[[ Given records, beginning ]]

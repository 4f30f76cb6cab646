//! Circuit breaker guarding the enhanced-RPC provider.
//!
//! Five consecutive failures open the circuit for sixty seconds. After the
//! cooldown the breaker goes half-open and admits probe calls; two
//! consecutive successes close it again, any failure re-opens it.

use std::time::{Duration, Instant};
use tokio::sync::RwLock;
use tracing::{debug, info, warn};

use crate::error::UpstreamError;

/// Consecutive failures required to open the circuit.
const FAILURE_THRESHOLD: u32 = 5;
/// How long the circuit stays open before probing.
const OPEN_DURATION: Duration = Duration::from_secs(60);
/// Consecutive half-open successes required to close.
const HALF_OPEN_SUCCESSES: u32 = 2;

/// State of the guarded endpoint.
#[derive(Debug, Clone, Copy, PartialEq, Eq)]
pub enum BreakerState {
    /// Requests flow normally
    Closed,
    /// Requests are refused until the cooldown elapses
    Open,
    /// Probe requests are admitted while recovery is confirmed
    HalfOpen,
}

impl BreakerState {
    pub fn as_str(&self) -> &'static str {
        match self {
            BreakerState::Closed => "closed",
            BreakerState::Open => "open",
            BreakerState::HalfOpen => "half_open",
        }
    }
}

#[derive(Debug)]
struct BreakerInner {
    state: BreakerState,
    consecutive_failures: u32,
    half_open_successes: u32,
    opened_at: Option<Instant>,
}

/// Snapshot of breaker health for the health endpoint.
#[derive(Debug, Clone, serde::Serialize)]
pub struct BreakerStats {
    pub state: &'static str,
    pub consecutive_failures: u32,
    pub half_open_successes: u32,
}

/// Shared circuit breaker. Safe for concurrent use.
pub struct CircuitBreaker {
    inner: RwLock<BreakerInner>,
}

impl Default for CircuitBreaker {
    fn default() -> Self {
        Self::new()
    }
}

impl CircuitBreaker {
    pub fn new() -> Self {
        Self {
            inner: RwLock::new(BreakerInner {
                state: BreakerState::Closed,
                consecutive_failures: 0,
                half_open_successes: 0,
                opened_at: None,
            }),
        }
    }

    /// Gate a call. Returns `UpstreamUnavailable` while the circuit is
    /// open; transitions open -> half-open once the cooldown has elapsed.
    pub async fn check(&self) -> Result<(), UpstreamError> {
        let mut inner = self.inner.write().await;
        match inner.state {
            BreakerState::Closed | BreakerState::HalfOpen => Ok(()),
            BreakerState::Open => {
                let elapsed = inner.opened_at.map(|t| t.elapsed()).unwrap_or(OPEN_DURATION);
                if elapsed >= OPEN_DURATION {
                    inner.state = BreakerState::HalfOpen;
                    inner.half_open_successes = 0;
                    warn!("circuit breaker HALF-OPEN - admitting probe requests");
                    Ok(())
                } else {
                    Err(UpstreamError::Unavailable)
                }
            }
        }
    }

    /// Record a successful call.
    pub async fn record_success(&self) {
        let mut inner = self.inner.write().await;
        match inner.state {
            BreakerState::Closed => {
                inner.consecutive_failures = 0;
            }
            BreakerState::HalfOpen => {
                inner.half_open_successes += 1;
                if inner.half_open_successes >= HALF_OPEN_SUCCESSES {
                    inner.state = BreakerState::Closed;
                    inner.consecutive_failures = 0;
                    inner.opened_at = None;
                    info!("circuit breaker CLOSED - upstream recovered");
                } else {
                    debug!(
                        successes = inner.half_open_successes,
                        required = HALF_OPEN_SUCCESSES,
                        "half-open probe succeeded"
                    );
                }
            }
            BreakerState::Open => {}
        }
    }

    /// Record a failed call.
    pub async fn record_failure(&self) {
        let mut inner = self.inner.write().await;
        match inner.state {
            BreakerState::Closed => {
                inner.consecutive_failures += 1;
                if inner.consecutive_failures >= FAILURE_THRESHOLD {
                    inner.state = BreakerState::Open;
                    inner.opened_at = Some(Instant::now());
                    warn!(
                        failures = inner.consecutive_failures,
                        "circuit breaker OPENED - upstream unavailable"
                    );
                }
            }
            BreakerState::HalfOpen => {
                inner.state = BreakerState::Open;
                inner.opened_at = Some(Instant::now());
                inner.half_open_successes = 0;
                warn!("half-open probe failed, circuit breaker re-OPENED");
            }
            BreakerState::Open => {}
        }
    }

    pub async fn state(&self) -> BreakerState {
        self.inner.read().await.state
    }

    pub async fn stats(&self) -> BreakerStats {
        let inner = self.inner.read().await;
        BreakerStats {
            state: inner.state.as_str(),
            consecutive_failures: inner.consecutive_failures,
            half_open_successes: inner.half_open_successes,
        }
    }

    #[cfg(test)]
    async fn force_cooldown_elapsed(&self) {
        let mut inner = self.inner.write().await;
        inner.opened_at = Some(Instant::now() - OPEN_DURATION);
    }
}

[[ Given records, end ]]

— Your task —
Repeat only what lies between the first line of the data and the line containing "pub state: &'static", both of those lines included, exactly as it stands.

— Answer to this task —
repository 4f30f76cb6cab646
//! Circuit breaker guarding the enhanced-RPC provider.
//!
//! Five consecutive failures open the circuit for sixty seconds. After the
//! cooldown the breaker goes half-open and admits probe calls; two
//! consecutive successes close it again, any failure re-opens it.

use std::time::{Duration, Instant};
use tokio::sync::RwLock;
use tracing::{debug, info, warn};

use crate::error::UpstreamError;

/// Consecutive failures required to open the circuit.
const FAILURE_THRESHOLD: u32 = 5;
/// How long the circuit stays open before probing.
const OPEN_DURATION: Duration = Duration::from_secs(60);
/// Consecutive half-open successes required to close.
const HALF_OPEN_SUCCESSES: u32 = 2;

/// State of the guarded endpoint.
#[derive(Debug, Clone, Copy, PartialEq, Eq)]
pub enum BreakerState {
    /// Requests flow normally
    Closed,
    /// Requests are refused until the cooldown elapses
    Open,
    /// Probe requests are admitted while recovery is confirmed
    HalfOpen,
}

impl BreakerState {
    pub fn as_str(&self) -> &'static str {
        match self {
            BreakerState::Closed => "closed",
            BreakerState::Open => "open",
            BreakerState::HalfOpen => "half_open",
        }
    }
}

#[derive(Debug)]
struct BreakerInner {
    state: BreakerState,
    consecutive_failures: u32,
    half_open_successes: u32,
    opened_at: Option<Instant>,
}

/// Snapshot of breaker health for the health endpoint.
#[derive(Debug, Clone, serde::Serialize)]
pub struct BreakerStats {
    pub state: &'static str,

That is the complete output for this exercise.